What is required
Return only those lines of the records below in which "PatternSource" appears.

Data provided

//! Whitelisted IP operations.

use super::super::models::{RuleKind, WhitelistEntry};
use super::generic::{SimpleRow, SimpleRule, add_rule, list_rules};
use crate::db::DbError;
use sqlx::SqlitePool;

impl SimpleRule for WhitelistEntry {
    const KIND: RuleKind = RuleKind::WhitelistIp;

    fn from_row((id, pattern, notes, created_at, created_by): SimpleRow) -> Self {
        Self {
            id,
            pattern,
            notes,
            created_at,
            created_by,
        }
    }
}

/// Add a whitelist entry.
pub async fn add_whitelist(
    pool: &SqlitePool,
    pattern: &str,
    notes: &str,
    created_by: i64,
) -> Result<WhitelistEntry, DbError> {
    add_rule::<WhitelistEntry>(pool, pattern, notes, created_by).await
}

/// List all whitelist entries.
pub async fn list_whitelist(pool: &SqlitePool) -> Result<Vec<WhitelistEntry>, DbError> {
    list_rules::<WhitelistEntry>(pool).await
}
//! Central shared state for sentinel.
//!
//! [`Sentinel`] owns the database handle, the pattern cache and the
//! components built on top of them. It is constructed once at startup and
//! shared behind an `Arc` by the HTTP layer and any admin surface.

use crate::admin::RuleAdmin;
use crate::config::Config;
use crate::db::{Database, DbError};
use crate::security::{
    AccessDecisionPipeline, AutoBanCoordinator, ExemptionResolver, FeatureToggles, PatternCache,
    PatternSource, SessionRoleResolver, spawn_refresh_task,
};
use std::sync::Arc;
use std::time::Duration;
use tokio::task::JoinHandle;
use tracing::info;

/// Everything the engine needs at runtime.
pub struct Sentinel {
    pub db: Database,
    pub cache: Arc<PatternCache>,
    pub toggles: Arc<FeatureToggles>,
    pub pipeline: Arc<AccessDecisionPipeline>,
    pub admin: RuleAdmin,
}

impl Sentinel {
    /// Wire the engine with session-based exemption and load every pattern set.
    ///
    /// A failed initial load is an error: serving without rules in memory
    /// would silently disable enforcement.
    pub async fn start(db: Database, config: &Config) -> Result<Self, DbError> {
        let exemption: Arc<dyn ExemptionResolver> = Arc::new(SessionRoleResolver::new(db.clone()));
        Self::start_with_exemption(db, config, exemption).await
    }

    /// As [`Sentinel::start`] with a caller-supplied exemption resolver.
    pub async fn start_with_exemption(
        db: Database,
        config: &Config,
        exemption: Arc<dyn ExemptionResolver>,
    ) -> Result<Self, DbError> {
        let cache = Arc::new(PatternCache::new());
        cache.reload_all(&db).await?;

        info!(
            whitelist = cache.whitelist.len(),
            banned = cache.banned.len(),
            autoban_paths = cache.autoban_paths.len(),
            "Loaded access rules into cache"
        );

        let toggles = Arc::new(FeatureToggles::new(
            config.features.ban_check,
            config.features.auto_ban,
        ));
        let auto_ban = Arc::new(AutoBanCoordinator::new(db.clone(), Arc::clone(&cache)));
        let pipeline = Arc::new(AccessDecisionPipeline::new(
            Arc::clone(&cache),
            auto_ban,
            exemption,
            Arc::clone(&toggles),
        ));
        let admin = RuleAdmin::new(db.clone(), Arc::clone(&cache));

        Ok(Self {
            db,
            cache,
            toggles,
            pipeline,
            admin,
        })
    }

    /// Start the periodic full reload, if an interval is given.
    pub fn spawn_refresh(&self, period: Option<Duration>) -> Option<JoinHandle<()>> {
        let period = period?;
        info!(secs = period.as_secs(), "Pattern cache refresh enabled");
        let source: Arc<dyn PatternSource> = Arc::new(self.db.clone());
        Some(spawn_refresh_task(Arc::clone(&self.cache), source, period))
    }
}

* * *

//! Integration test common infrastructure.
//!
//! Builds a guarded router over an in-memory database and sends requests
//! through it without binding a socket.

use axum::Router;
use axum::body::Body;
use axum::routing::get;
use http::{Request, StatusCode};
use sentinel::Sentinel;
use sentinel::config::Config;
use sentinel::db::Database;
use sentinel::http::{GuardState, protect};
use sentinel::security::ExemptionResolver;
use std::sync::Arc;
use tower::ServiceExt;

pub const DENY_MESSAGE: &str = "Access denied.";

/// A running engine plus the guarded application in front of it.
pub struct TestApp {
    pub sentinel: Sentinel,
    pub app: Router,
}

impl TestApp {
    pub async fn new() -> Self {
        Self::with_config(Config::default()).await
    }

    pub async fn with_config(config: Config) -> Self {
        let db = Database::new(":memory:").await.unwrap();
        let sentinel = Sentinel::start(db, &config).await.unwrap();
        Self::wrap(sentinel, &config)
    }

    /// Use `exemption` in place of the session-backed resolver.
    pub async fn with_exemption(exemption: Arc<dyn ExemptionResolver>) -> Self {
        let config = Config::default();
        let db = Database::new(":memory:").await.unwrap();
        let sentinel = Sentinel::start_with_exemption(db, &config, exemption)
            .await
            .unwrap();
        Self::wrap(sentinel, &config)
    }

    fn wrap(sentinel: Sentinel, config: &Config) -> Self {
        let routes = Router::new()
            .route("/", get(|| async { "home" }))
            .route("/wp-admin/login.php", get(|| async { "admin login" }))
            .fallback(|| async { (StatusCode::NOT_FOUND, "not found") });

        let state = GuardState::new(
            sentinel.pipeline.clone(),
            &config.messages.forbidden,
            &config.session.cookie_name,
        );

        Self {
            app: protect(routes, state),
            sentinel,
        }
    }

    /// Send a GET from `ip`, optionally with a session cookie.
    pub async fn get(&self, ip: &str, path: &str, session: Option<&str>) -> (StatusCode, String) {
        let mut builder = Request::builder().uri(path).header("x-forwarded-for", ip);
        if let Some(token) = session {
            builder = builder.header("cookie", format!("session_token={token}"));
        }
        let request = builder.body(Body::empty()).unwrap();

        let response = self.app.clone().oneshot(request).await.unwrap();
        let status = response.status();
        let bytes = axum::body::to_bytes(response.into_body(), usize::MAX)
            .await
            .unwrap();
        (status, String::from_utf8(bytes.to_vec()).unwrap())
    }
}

Your response
    PatternSource, SessionRoleResolver, spawn_refresh_task,
        let source: Arc<dyn PatternSource> = Arc::new(self.db.clone());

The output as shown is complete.